Lo studio è nato dalla collaborazione tra il gruppo di ricerca di IIT guidato da Francesco Nicassio e quello guidato dal Prof. Pier Paolo Di Fiore, Group Leader presso l’Istituto Europeo di Oncologia (IEO) e Professore ordinario dell’Università degli Studi di Milano, che da anni studia la biologia delle cellule staminali della mammella.
Molti tumori, tra cui il tumore della mammella, contengono una piccola popolazione di cellule staminali tumorali, considerate il cuore alla base dello sviluppo del tumore.
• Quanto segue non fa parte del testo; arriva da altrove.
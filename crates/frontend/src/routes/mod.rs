#[allow(clippy::module_inception)]
pub mod routes;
Le cellule staminali tumorali sono spesso resistenti alle radio- e chemioterapie, e quindi possono sopravvivere ai primi cicli di trattamento e promuovere la ricomparsa del tumore e le metastasi. Nel cancro al seno, ad esempio, i tumori contenenti un numero relativamente elevato di cellule staminali tumorali hanno una prognosi molto più sfavorevole rispetto ai tumori con un numero inferiore di cellule staminali. Riuscire a colpire queste cellule può quindi essere cruciale per il trattamento efficace del cancro al seno e di altri tipi di tumore.
Tra le molecole che potrebbero avere un ruolo importante nella biologia delle cellule staminali vi
sono i microRNA, scoperti negli ultimi decenni. A dispetto della loro ridotta dimensione, queste
molecole controllano il destino e l'identità delle cellule regolando i livelli di centinaia di RNA
"messaggeri" più lunghi che codificano per proteine.
"Il nostro obiettivo è identificare i microRNA necessari al mantenimento di cellule staminali tumorali
e che possono rappresentare potenziali bersagli terapeutici nel cancro al seno", afferma Francesco
Nicassio, coordinatore del CGS di IIT a Milano.
“Abbiamo identificato due microRNA strettamente correlati, miR-146a e miR-146b, presenti nelle
cellule staminali della mammella e anche nelle cellule staminali del cancro al seno. I livelli di questi
due microRNA tendono a essere molto elevati nei tumori al seno più aggressivi, i quali presentano
un alto numero di cellule staminali tumorali”, commenta Chiara Tordonato, ricercatrice presso IEO
e Università di Milano, e prima autrice del lavoro. “Abbiamo ipotizzato che i miR-146a/b potessero
essere necessari per mantenere il pool di cellule staminali tumorali. È stato sufficiente distruggere
questi due microRNA nelle cellule tumorali derivate da pazienti per ridurre la capacità di tali cellule
di formare nuovi tumori”.
Nicassio e colleghi hanno determinato che i miR-146a/b regolano centinaia di RNA messaggeri,
controllando così numerosi processi cellulari come il metabolismo e la replicazione del DNA.
"Alcuni dettagli molecolari restano ancora da determinare, ma i nostri risultati mostrano
chiaramente che la riduzione dei livelli di miR-146a/b rappresenta un approccio potenzialmente in
grado di superare alcune forme di farmacoresistenza in ambito clinico, smascherando una
'vulnerabilità nascosta' del tumore che può essere sfruttata per lo sviluppo di nuove terapie in grado
di colpire le cellule staminali del cancro ", conclude Nicassio.
L'eliminazione di miR-146a/b dalle cellule staminali tumorali potrebbe alterare questi processi in
modi che rendono le cellule più vulnerabili alla chemioterapia. Infatti, i ricercatori hanno scoperto
che la riduzione dei livelli di miR-146a/b ha reso le cellule staminali del cancro al seno oltre 20 volte
più sensibili al metotrexato, migliorando significativamente la capacità di questo inibitore
metabolico di limitare la crescita del tumore.